**Stored items**

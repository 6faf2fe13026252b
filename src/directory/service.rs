// Directory Service - Discovery and liveness, never on the data path
//
// One method per directory request. Required fields are checked before the
// store is touched; atomicity of each write is the store's job.

use crate::directory::clock::{Clock, SystemClock};
use crate::directory::messages::{
    CredentialsRequest, DisconnectRequest, FileQuery, HeartbeatRequest, ShareFilesRequest,
};
use crate::registry::{FileEntry, PeerAddress, RegistryError, RegistryStore};
use chrono::{DateTime, Duration, Utc};
use std::sync::Arc;
use thiserror::Error;
use tracing::{debug, error, info, warn};

/// Default liveness window
pub const LIVENESS_WINDOW_SECS: i64 = 60;

/// Request-scoped directory errors
#[derive(Error, Debug, Clone, PartialEq, Eq)]
pub enum DirectoryError {
    #[error("{0}")]
    Validation(String),

    #[error("Invalid credentials!")]
    Auth,

    #[error("Username already exists!")]
    Conflict,

    #[error("Peer is not registered")]
    UnknownPeer,

    #[error("Store error: {0}")]
    Store(RegistryError),
}

impl From<RegistryError> for DirectoryError {
    fn from(err: RegistryError) -> Self {
        match err {
            RegistryError::Conflict => DirectoryError::Conflict,
            RegistryError::InvalidCredentials => DirectoryError::Auth,
            RegistryError::UnknownPeer | RegistryError::NotFound => DirectoryError::UnknownPeer,
            other => DirectoryError::Store(other),
        }
    }
}

fn required<'a>(value: &'a Option<String>, field: &str) -> Result<&'a str, DirectoryError> {
    match value.as_deref() {
        Some(v) if !v.is_empty() => Ok(v),
        _ => Err(DirectoryError::Validation(format!("Missing required field: {field}"))),
    }
}

fn required_port(value: Option<u16>, field: &str) -> Result<u16, DirectoryError> {
    value.ok_or_else(|| DirectoryError::Validation(format!("Missing required field: {field}")))
}

/// Log backend failures before handing them to the caller
fn logged(op: &str, err: RegistryError) -> DirectoryError {
    if err.is_backend() {
        error!(operation = op, error = %err, "registry failure");
    }
    err.into()
}

/// The directory
#[derive(Clone)]
pub struct DirectoryService {
    store: Arc<dyn RegistryStore>,
    clock: Arc<dyn Clock>,
    liveness_window: Duration,
}

impl DirectoryService {
    /// Create a service over a store using the system clock and a 60s window
    pub fn new(store: Arc<dyn RegistryStore>) -> Self {
        Self {
            store,
            clock: Arc::new(SystemClock),
            liveness_window: Duration::seconds(LIVENESS_WINDOW_SECS),
        }
    }

    pub fn with_clock(mut self, clock: Arc<dyn Clock>) -> Self {
        self.clock = clock;
        self
    }

    pub fn with_liveness_window(mut self, window: Duration) -> Self {
        self.liveness_window = window;
        self
    }

    pub fn store(&self) -> &Arc<dyn RegistryStore> {
        &self.store
    }

    pub fn clock(&self) -> &Arc<dyn Clock> {
        &self.clock
    }

    pub fn liveness_window(&self) -> Duration {
        self.liveness_window
    }

    /// Oldest heartbeat that still counts as live right now
    pub fn liveness_threshold(&self) -> DateTime<Utc> {
        self.clock.now() - self.liveness_window
    }

    /// Create a peer record
    pub fn register(&self, req: &CredentialsRequest) -> Result<(), DirectoryError> {
        let username = required(&req.username, "username")?;
        let password = required(&req.password, "password")?;
        let ip = required(&req.ip, "ip")?;
        let port = required_port(req.port, "port")?;

        let address = PeerAddress::new(ip, port);
        self.store
            .register_peer(username, password, &address, self.clock.now())
            .map_err(|e| logged("register", e))?;
        info!(username, %address, "peer registered");
        Ok(())
    }

    /// Authenticate and record the peer's current address
    pub fn login(&self, req: &CredentialsRequest) -> Result<String, DirectoryError> {
        let username = required(&req.username, "username")?;
        let password = required(&req.password, "password")?;
        let ip = required(&req.ip, "ip")?;
        let port = required_port(req.port, "port")?;

        let address = PeerAddress::new(ip, port);
        let username = self
            .store
            .verify_and_touch(username, password, &address, self.clock.now())
            .map_err(|e| logged("login", e))?;
        info!(username = %username, %address, "peer logged in");
        Ok(username)
    }

    /// Record a heartbeat. Returns false when the peer is no longer
    /// registered, which is not an error: the peer should register again.
    pub fn heartbeat(&self, req: &HeartbeatRequest) -> Result<bool, DirectoryError> {
        let username = required(&req.username, "username")?;
        let ip = required(&req.ip, "ip")?;
        let port = required_port(req.port, "port")?;

        let address = PeerAddress::new(ip, port);
        match self.store.touch_heartbeat(username, &address, self.clock.now()) {
            Ok(()) => {
                debug!(username, "heartbeat");
                Ok(true)
            }
            Err(RegistryError::NotFound) => {
                warn!(username, "heartbeat from unregistered peer");
                Ok(false)
            }
            Err(e) => Err(logged("heartbeat", e)),
        }
    }

    /// Withdraw every file the peer shares. The peer row is kept so the
    /// peer can log in again without registering.
    pub fn disconnect(&self, req: &DisconnectRequest) -> Result<(), DirectoryError> {
        let username = required(&req.username, "username")?;
        self.store
            .remove_files(username)
            .map_err(|e| logged("disconnect", e))?;
        info!(username, "peer disconnected");
        Ok(())
    }

    /// Replace the peer's announcement; returns how many files it holds
    pub fn share_files(&self, req: &ShareFilesRequest) -> Result<usize, DirectoryError> {
        let username = required(&req.username, "username")?;
        let filenames = req
            .filename
            .as_ref()
            .ok_or_else(|| DirectoryError::Validation("Missing required field: filename".to_string()))?;
        let ip = required(&req.peer_ip, "peer_ip")?;
        let port = required_port(req.peer_port, "peer_port")?;

        let address = PeerAddress::new(ip, port);
        self.store
            .replace_files(username, filenames, &address, self.clock.now())
            .map_err(|e| logged("share_files", e))?;
        info!(username, count = filenames.len(), %address, "files announced");
        Ok(filenames.len())
    }

    /// Live files matching the optional filters
    pub fn list_files(&self, query: &FileQuery) -> Result<Vec<FileEntry>, DirectoryError> {
        let entries = self
            .store
            .query_files(
                query.filename.as_deref(),
                query.username.as_deref(),
                self.liveness_threshold(),
            )
            .map_err(|e| logged("list_files", e))?;
        debug!(count = entries.len(), "files listed");
        Ok(entries)
    }

    /// Same semantics as [`list_files`](Self::list_files)
    pub fn search_files(&self, query: &FileQuery) -> Result<Vec<FileEntry>, DirectoryError> {
        self.list_files(query)
    }
}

**Requirement**
Look over the data above and show each line that contains "Missing".

**Answer section**
        _ => Err(DirectoryError::Validation(format!("Missing required field: {field}"))),
    value.ok_or_else(|| DirectoryError::Validation(format!("Missing required field: {field}")))
            .ok_or_else(|| DirectoryError::Validation("Missing required field: filename".to_string()))?;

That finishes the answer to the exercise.